Cryo-EM structures of peripherin-2 and ROM1 suggest multiple roles in photoreceptor membrane morphogenesis

Abstract

Mammalian peripherin-2 (PRPH2) and rod outer segment membrane protein 1 (ROM1) are retina-specific tetraspanins that partake in the constant renewal of stacked membrane discs of photoreceptor cells that enable vision. Here, we present single-particle cryo-electron microscopy structures of solubilized PRPH2-ROM1 heterodimers and higher-order oligomers. High-risk PRPH2 and ROM1 mutations causing blindness map to the protein-dimer interface. Cysteine bridges connect dimers forming positive-curved oligomers, whereas negative-curved oligomers were observed occasionally. Hexamers and octamers exhibit a secondary micelle that envelopes four carboxyl-terminal helices, supporting a potential role in membrane remodeling. Together, the data indicate multiple structures for PRPH2-ROM1 in creating and maintaining compartmentalization of photoreceptor cells.

Fig. 1.. Cryo-EM structure of PRPH2-ROM1 heterodimer.

(A) Overall cryo-EM map with ROM1 and PRPH2 is colored red and orange, respectively. Detergent micelle density is transparently visible (left). Nanobody19 is shown in gray. (B) Ribbon representation of PRPH2-ROM1 dimer in the same orientation and colors as the map in (A). (C) Topology diagram of PRPH2-ROM1 showing secondary structure elements, same colors as in (A). Free cysteines in the AB loops and N-acetylglucosamine shown as green squares and sticks, respectively.

Fig. 2.. PRPH2-ROM1 heterodimer interface and structural interpretation of degenerative retinal diseases mutations.

(A) Open-book surface representation of the PRPH2-ROM1 interface is colored orange and red, respectively. High-risk human mutations are mapped onto the structure in black. Cysteine residues that permit oligomerization via intermolecular disulfide bond formation, PRPH2 C150 and ROM1 C153, are shown in green. (B to D) Zoomed-in presentations of PRPH2-ROM1 interactions.

Fig. 3.. Cryo-EM structures of PRPH2-ROM1 oligomers.

(A) Cryo-EM map of PRPH2-ROM1 tetramer (green), hexamer (violet), and octamer (blue). Side view and top view are shown. High-resolution dimers fitted into corresponding density are transparently visible. (B) Cryo-EM model of PRPH2-ROM1 octamer with each dimer colored separately. (C) Ribbon representation of PRPH2-ROM1 octamer in the same orientation and colors as the map in (B). Intermolecular cysteines connecting dimers are shown in yellow.

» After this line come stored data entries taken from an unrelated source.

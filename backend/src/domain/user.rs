//! User data model.
//!
//! Emails are normalised (trimmed and lower-cased) on construction so every
//! lookup and uniqueness check is case-insensitive without adapters having to
//! remember to fold case.

use std::fmt;
use std::sync::OnceLock;

use regex::Regex;
use serde::{Deserialize, Serialize};
use uuid::Uuid;

use super::PasswordDigest;

/// Validation errors returned by the user value constructors.
#[derive(Debug, Clone, PartialEq, Eq)]
pub enum UserValidationError {
    EmptyId,
    InvalidId,
    EmptyDisplayName,
    DisplayNameTooLong { max: usize },
    EmptyEmail,
    InvalidEmail,
    EmailTooLong { max: usize },
}

impl fmt::Display for UserValidationError {
    fn fmt(&self, f: &mut fmt::Formatter<'_>) -> fmt::Result {
        match self {
            Self::EmptyId => write!(f, "user id must not be empty"),
            Self::InvalidId => write!(f, "user id must be a valid UUID"),
            Self::EmptyDisplayName => write!(f, "name is required"),
            Self::DisplayNameTooLong { max } => {
                write!(f, "name must be at most {max} characters")
            }
            Self::EmptyEmail => write!(f, "email is required"),
            Self::InvalidEmail => write!(f, "email must be a valid address"),
            Self::EmailTooLong { max } => write!(f, "email must be at most {max} characters"),
        }
    }
}

impl std::error::Error for UserValidationError {}

/// Stable user identifier stored as a UUID.
#[derive(Debug, Clone, PartialEq, Eq, Hash, Serialize, Deserialize)]
#[serde(try_from = "String", into = "String")]
pub struct UserId(Uuid, String);

impl UserId {
    /// Validate and construct a [`UserId`] from borrowed input.
    pub fn new(id: impl AsRef<str>) -> Result<Self, UserValidationError> {
        Self::from_owned(id.as_ref().to_owned())
    }

    /// Generate a new random [`UserId`].
    pub fn random() -> Self {
        Self::from_uuid(Uuid::new_v4())
    }

    /// Wrap an existing UUID, such as a primary key read from storage.
    pub fn from_uuid(uuid: Uuid) -> Self {
        Self(uuid, uuid.to_string())
    }

    fn from_owned(id: String) -> Result<Self, UserValidationError> {
        if id.is_empty() {
            return Err(UserValidationError::EmptyId);
        }
        if id.trim() != id {
            return Err(UserValidationError::InvalidId);
        }

        let parsed = Uuid::parse_str(&id).map_err(|_| UserValidationError::InvalidId)?;
        Ok(Self::from_uuid(parsed))
    }

    /// Access the underlying UUID.
    pub fn as_uuid(&self) -> &Uuid {
        &self.0
    }
}

impl AsRef<str> for UserId {
    fn as_ref(&self) -> &str {
        self.1.as_str()
    }
}

impl fmt::Display for UserId {
    fn fmt(&self, f: &mut fmt::Formatter<'_>) -> fmt::Result {
        f.write_str(self.as_ref())
    }
}

impl From<UserId> for String {
    fn from(value: UserId) -> Self {
        let UserId(_, raw) = value;
        raw
    }
}

impl TryFrom<String> for UserId {
    type Error = UserValidationError;

    fn try_from(value: String) -> Result<Self, Self::Error> {
        Self::from_owned(value)
    }
}

/// Name shown for an account.
#[derive(Debug, Clone, PartialEq, Eq, Serialize, Deserialize)]
#[serde(try_from = "String", into = "String")]
pub struct DisplayName(String);

/// Maximum allowed length for a display name.
pub const DISPLAY_NAME_MAX: usize = 100;

impl DisplayName {
    /// Validate and construct a [`DisplayName`], trimming surrounding
    /// whitespace.
    pub fn new(display_name: impl Into<String>) -> Result<Self, UserValidationError> {
        let raw = display_name.into();
        let trimmed = raw.trim();
        if trimmed.is_empty() {
            return Err(UserValidationError::EmptyDisplayName);
        }
        if trimmed.chars().count() > DISPLAY_NAME_MAX {
            return Err(UserValidationError::DisplayNameTooLong {
                max: DISPLAY_NAME_MAX,
            });
        }
        Ok(Self(trimmed.to_owned()))
    }
}

impl AsRef<str> for DisplayName {
    fn as_ref(&self) -> &str {
        self.0.as_str()
    }
}

impl fmt::Display for DisplayName {
    fn fmt(&self, f: &mut fmt::Formatter<'_>) -> fmt::Result {
        f.write_str(self.as_ref())
    }
}

impl From<DisplayName> for String {
    fn from(value: DisplayName) -> Self {
        value.0
    }
}

impl TryFrom<String> for DisplayName {
    type Error = UserValidationError;

    fn try_from(value: String) -> Result<Self, Self::Error> {
        Self::new(value)
    }
}

/// Maximum allowed length for an email address.
pub const EMAIL_MAX: usize = 254;

static EMAIL_RE: OnceLock<Regex> = OnceLock::new();

fn email_regex() -> &'static Regex {
    EMAIL_RE.get_or_init(|| {
        // One `@`, no whitespace, and a dot somewhere in the domain part.
        let pattern = r"^[^\s@]+@[^\s@]+\.[^\s@]+$";
        Regex::new(pattern).unwrap_or_else(|error| panic!("email regex failed to compile: {error}"))
    })
}

/// Normalised login email.
///
/// # Examples
/// ```
/// use pet_registry::domain::EmailAddress;
///
/// let email = EmailAddress::new("  Ada@Example.COM ").expect("valid email");
/// assert_eq!(email.as_ref(), "ada@example.com");
/// ```
#[derive(Debug, Clone, PartialEq, Eq, Hash, Serialize, Deserialize)]
#[serde(try_from = "String", into = "String")]
pub struct EmailAddress(String);

impl EmailAddress {
    /// Validate, trim and lower-case an email address.
    pub fn new(email: impl AsRef<str>) -> Result<Self, UserValidationError> {
        let normalised = email.as_ref().trim().to_lowercase();
        if normalised.is_empty() {
            return Err(UserValidationError::EmptyEmail);
        }
        if normalised.chars().count() > EMAIL_MAX {
            return Err(UserValidationError::EmailTooLong { max: EMAIL_MAX });
        }
        if !email_regex().is_match(&normalised) {
            return Err(UserValidationError::InvalidEmail);
        }
        Ok(Self(normalised))
    }
}

impl AsRef<str> for EmailAddress {
    fn as_ref(&self) -> &str {
        self.0.as_str()
    }
}

impl fmt::Display for EmailAddress {
    fn fmt(&self, f: &mut fmt::Formatter<'_>) -> fmt::Result {
        f.write_str(self.as_ref())
    }
}

impl From<EmailAddress> for String {
    fn from(value: EmailAddress) -> Self {
        value.0
    }
}

impl TryFrom<String> for EmailAddress {
    type Error = UserValidationError;

    fn try_from(value: String) -> Result<Self, Self::Error> {
        Self::new(value)
    }
}

/// Public view of an account. Never carries credentials.
///
/// ## Invariants
/// - `id` must be a valid UUID string.
/// - `name` must be non-empty once trimmed of whitespace.
/// - `email` is stored lower-cased.
#[derive(Debug, Clone, PartialEq, Eq, Serialize, Deserialize)]
#[serde(try_from = "UserDto", into = "UserDto")]
pub struct User {
    id: UserId,
    name: DisplayName,
    email: EmailAddress,
}

impl User {
    /// Build a new [`User`] from validated components.
    pub fn new(id: UserId, name: DisplayName, email: EmailAddress) -> Self {
        Self { id, name, email }
    }

    /// Fallible constructor enforcing identifier, name and email invariants.
    ///
    /// Prefer [`User::new`] when components are already validated.
    pub fn try_from_strings(
        id: impl AsRef<str>,
        name: impl Into<String>,
        email: impl AsRef<str>,
    ) -> Result<Self, UserValidationError> {
        Ok(Self::new(
            UserId::new(id)?,
            DisplayName::new(name)?,
            EmailAddress::new(email)?,
        ))
    }

    /// Stable user identifier.
    pub fn id(&self) -> &UserId {
        &self.id
    }

    /// Account display name.
    pub fn name(&self) -> &DisplayName {
        &self.name
    }

    /// Login email.
    pub fn email(&self) -> &EmailAddress {
        &self.email
    }
}

#[derive(Debug, Clone, Serialize, Deserialize)]
struct UserDto {
    id: String,
    name: String,
    email: String,
}

impl From<User> for UserDto {
    fn from(value: User) -> Self {
        let User { id, name, email } = value;
        Self {
            id: id.into(),
            name: name.into(),
            email: email.into(),
        }
    }
}

impl TryFrom<UserDto> for User {
    type Error = UserValidationError;

    fn try_from(value: UserDto) -> Result<Self, Self::Error> {
        User::try_from_strings(value.id, value.name, value.email)
    }
}

/// A stored account: the public profile plus its password digest.
///
/// Only repositories and authentication services see this type; handlers
/// receive [`User`].
#[derive(Debug, Clone, PartialEq, Eq)]
pub struct UserAccount {
    pub user: User,
    pub password_hash: PasswordDigest,
}

impl UserAccount {
    /// Pair a profile with its password digest.
    pub fn new(user: User, password_hash: PasswordDigest) -> Self {
        Self {
            user,
            password_hash,
        }
    }

    /// Identifier of the underlying user.
    pub fn id(&self) -> &UserId {
        self.user.id()
    }
}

Fig. 4.. Disc morphogenesis model.

(A) Twisted ribbon model of 50-nucleotide oligomer PRPH2-ROM1. Particles present in micrographs highlighted using a white 460-Å circle. (B) Schematic representation of steps in disc morphogenesis based on Steinberg et al. (5) and a model depicting how PRPH2 and ROM1 play a role in this process: (1) membrane evagination of the ciliary plasma membrane (PM), (2) bilateral membrane expansion and enclosure, and (3) mature disc with PRPH2-ROM1 scaffold at disc rims according to Pöge et al. (19). PRPH2-ROM1 dimers are schematically indicated in red, and membrane is indicated in dark gray. (C) 2D classes of PRPH2-ROM1 hexamers showing negative curvature (right) and positive curvature (left). Negative curvature reflects a scaffold of three noncovalent dimers as observed in mature disc rim (19). Positive curvature complexes reveal dimers covalently linked through disulfide bonds exhibiting a secondary micelle that we hypothesize surrenders the C-terminal tails and may support the first steps of disc morphogenesis.